EXERCISE BRIEF >>
Give the lines below again exactly, starting with the line that holds "repository bb26bc2c10b52452" and going on through the line that holds "or the data".

Dataset excerpts
- - -

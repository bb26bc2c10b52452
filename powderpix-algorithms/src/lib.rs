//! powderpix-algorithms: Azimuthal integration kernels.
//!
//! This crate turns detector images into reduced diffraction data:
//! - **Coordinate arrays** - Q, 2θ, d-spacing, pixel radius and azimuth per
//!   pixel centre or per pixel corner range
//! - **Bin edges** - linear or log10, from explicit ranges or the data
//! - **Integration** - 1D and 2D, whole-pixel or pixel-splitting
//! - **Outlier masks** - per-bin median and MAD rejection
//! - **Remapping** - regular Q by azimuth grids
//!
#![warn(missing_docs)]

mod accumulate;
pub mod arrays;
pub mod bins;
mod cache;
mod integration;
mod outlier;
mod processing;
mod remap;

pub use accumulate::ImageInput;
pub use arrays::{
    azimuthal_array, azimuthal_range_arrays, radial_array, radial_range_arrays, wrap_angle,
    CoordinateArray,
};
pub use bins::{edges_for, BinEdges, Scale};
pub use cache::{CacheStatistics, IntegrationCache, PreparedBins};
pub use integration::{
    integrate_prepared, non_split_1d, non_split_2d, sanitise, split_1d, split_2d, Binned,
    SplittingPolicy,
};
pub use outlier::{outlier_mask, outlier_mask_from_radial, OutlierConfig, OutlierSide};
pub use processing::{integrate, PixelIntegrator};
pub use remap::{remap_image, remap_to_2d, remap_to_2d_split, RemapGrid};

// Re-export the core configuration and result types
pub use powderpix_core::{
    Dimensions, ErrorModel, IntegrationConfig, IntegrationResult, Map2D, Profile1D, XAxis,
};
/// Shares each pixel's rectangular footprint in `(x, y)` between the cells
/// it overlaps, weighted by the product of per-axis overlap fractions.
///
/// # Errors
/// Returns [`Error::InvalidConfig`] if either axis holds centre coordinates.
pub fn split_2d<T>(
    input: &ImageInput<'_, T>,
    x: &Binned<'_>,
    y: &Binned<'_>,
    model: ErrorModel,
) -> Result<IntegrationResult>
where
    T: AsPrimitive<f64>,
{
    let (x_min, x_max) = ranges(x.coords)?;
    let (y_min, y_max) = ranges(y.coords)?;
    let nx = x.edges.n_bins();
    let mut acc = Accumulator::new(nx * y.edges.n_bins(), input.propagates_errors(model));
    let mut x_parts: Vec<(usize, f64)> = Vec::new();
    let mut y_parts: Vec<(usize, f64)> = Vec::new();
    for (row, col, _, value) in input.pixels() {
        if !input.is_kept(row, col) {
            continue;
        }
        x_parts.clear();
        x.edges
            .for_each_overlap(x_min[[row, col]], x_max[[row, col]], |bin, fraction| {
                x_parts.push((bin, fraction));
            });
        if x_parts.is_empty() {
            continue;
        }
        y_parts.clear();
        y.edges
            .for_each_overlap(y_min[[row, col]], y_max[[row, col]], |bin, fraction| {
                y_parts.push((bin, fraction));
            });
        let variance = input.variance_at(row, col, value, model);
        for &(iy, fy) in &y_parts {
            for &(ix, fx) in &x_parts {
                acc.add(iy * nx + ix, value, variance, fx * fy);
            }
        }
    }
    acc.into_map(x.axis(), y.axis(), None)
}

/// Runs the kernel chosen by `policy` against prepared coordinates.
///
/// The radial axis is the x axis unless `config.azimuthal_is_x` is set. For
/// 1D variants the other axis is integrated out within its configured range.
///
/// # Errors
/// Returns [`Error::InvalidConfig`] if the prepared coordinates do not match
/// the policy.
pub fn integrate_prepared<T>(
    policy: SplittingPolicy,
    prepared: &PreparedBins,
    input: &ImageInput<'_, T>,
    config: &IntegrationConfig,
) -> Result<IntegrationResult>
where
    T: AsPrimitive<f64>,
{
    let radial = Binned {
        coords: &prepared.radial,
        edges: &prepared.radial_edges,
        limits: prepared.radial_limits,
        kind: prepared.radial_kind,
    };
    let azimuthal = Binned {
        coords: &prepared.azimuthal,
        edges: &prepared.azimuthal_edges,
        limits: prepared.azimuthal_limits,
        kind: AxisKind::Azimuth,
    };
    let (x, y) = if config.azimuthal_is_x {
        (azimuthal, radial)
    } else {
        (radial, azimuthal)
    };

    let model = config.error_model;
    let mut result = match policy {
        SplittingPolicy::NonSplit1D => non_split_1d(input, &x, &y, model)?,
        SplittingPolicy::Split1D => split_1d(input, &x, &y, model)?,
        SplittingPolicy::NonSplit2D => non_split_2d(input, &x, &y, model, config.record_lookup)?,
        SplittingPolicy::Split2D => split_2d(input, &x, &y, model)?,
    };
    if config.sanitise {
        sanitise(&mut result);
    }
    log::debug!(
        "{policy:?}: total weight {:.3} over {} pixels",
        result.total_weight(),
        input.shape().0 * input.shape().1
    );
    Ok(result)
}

- - -

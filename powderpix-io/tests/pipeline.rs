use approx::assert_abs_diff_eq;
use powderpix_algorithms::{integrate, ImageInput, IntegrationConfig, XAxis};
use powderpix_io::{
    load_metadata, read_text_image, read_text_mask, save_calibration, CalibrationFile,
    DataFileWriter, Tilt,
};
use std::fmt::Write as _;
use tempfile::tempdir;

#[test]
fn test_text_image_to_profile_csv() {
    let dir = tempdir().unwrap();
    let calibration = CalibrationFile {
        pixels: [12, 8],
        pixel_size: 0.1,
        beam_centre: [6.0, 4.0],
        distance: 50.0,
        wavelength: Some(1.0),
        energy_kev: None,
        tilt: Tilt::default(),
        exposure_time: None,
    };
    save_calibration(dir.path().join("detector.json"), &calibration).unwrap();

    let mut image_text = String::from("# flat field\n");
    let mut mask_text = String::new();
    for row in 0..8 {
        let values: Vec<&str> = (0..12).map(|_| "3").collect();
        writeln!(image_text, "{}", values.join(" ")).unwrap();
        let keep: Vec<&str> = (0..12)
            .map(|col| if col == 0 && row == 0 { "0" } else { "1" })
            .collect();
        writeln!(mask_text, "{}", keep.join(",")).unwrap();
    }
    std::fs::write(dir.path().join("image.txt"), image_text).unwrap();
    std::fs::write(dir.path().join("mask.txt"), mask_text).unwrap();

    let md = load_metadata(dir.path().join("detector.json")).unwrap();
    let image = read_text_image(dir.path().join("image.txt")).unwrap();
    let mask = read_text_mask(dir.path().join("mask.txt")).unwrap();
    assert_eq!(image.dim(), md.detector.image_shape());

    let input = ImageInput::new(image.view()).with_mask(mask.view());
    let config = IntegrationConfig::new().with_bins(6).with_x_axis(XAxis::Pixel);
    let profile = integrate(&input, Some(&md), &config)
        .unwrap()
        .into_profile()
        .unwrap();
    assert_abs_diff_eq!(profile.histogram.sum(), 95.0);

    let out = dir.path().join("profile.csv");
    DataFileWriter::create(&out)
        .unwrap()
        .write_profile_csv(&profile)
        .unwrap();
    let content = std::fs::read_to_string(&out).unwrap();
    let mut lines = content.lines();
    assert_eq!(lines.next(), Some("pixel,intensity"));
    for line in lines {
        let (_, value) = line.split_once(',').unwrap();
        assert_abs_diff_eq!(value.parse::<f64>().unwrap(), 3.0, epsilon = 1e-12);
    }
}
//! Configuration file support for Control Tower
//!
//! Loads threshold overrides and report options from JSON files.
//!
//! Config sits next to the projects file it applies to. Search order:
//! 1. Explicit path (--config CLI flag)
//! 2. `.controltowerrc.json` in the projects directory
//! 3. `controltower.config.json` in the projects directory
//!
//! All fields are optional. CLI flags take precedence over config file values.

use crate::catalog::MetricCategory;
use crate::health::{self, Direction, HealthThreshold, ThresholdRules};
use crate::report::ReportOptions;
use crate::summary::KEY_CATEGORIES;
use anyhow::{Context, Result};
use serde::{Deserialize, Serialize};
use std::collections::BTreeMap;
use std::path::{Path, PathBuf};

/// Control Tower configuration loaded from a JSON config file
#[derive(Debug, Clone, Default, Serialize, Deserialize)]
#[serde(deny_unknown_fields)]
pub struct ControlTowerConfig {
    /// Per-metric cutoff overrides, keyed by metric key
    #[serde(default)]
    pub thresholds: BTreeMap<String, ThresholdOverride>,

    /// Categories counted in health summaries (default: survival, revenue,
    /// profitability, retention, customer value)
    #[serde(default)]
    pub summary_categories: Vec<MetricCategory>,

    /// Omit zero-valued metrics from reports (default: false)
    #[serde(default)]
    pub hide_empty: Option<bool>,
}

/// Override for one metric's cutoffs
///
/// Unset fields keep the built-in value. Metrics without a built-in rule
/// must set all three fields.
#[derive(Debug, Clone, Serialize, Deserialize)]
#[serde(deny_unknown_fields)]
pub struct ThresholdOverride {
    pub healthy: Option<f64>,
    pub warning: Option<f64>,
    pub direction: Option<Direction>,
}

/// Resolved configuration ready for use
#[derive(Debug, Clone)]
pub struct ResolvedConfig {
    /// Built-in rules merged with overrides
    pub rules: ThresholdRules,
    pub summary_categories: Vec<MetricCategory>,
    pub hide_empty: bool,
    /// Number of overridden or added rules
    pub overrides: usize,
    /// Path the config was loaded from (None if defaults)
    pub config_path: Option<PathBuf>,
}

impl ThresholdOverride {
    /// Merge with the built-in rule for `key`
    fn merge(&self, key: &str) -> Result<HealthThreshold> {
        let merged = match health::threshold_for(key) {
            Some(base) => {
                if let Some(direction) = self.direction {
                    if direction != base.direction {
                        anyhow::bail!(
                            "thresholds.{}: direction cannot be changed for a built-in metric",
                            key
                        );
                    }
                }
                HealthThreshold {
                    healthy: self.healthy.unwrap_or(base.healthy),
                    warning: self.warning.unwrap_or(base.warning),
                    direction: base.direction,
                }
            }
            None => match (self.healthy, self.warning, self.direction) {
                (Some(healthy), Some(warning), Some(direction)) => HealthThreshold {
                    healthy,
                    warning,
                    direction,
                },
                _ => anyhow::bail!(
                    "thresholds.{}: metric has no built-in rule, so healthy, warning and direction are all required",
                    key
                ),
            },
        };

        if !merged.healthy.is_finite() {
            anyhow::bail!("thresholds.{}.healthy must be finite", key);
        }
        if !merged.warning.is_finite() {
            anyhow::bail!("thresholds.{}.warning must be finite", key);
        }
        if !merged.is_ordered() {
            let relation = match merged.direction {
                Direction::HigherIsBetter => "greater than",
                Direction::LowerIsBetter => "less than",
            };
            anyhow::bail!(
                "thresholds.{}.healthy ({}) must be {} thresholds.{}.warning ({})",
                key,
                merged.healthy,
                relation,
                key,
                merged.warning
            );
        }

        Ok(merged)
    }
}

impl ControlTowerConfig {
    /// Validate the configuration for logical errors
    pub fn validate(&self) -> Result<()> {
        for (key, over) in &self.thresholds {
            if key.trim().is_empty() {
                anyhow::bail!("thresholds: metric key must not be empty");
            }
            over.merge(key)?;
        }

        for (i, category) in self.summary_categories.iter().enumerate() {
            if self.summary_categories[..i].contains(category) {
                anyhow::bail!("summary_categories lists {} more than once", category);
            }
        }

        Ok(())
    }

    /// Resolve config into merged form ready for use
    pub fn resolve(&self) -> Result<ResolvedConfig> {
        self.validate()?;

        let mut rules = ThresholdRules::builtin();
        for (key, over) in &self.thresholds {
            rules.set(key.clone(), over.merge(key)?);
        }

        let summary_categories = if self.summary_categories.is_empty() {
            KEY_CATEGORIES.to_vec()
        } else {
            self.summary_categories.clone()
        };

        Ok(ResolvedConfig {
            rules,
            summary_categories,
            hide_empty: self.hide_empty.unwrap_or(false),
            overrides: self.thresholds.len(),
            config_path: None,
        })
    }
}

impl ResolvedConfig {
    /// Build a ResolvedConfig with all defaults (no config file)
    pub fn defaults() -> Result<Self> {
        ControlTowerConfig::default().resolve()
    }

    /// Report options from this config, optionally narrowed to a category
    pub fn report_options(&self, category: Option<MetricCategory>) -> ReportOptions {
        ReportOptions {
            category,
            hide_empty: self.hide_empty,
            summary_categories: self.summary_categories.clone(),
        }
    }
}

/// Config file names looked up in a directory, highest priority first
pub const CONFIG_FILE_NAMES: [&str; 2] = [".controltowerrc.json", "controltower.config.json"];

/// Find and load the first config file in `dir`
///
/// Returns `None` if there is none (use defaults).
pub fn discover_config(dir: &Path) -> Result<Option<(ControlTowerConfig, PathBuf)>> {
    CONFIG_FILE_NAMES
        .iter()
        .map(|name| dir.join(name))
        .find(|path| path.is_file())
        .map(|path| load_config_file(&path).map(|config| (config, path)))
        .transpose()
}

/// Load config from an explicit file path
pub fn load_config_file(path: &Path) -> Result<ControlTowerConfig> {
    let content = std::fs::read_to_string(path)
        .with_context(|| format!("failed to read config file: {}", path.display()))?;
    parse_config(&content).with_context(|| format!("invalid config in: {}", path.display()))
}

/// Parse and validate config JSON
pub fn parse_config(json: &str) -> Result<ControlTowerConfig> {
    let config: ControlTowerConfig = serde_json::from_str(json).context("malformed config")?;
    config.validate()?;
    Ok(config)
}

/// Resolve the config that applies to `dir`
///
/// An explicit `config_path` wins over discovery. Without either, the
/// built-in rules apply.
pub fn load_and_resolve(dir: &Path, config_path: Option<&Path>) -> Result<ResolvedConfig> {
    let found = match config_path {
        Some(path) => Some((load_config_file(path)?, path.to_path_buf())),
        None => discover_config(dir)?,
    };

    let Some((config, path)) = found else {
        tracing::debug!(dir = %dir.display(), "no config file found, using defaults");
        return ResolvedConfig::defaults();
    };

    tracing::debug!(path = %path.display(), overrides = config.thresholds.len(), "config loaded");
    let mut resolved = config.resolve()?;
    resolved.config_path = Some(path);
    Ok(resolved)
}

- - -

EXERCISE ANSWER >>
repository bb26bc2c10b52452
filename powderpix-algorithms/src/lib.rs
//! powderpix-algorithms: Azimuthal integration kernels.
//!
//! This crate turns detector images into reduced diffraction data:
//! - **Coordinate arrays** - Q, 2θ, d-spacing, pixel radius and azimuth per
//!   pixel centre or per pixel corner range
//! - **Bin edges** - linear or log10, from explicit ranges or the data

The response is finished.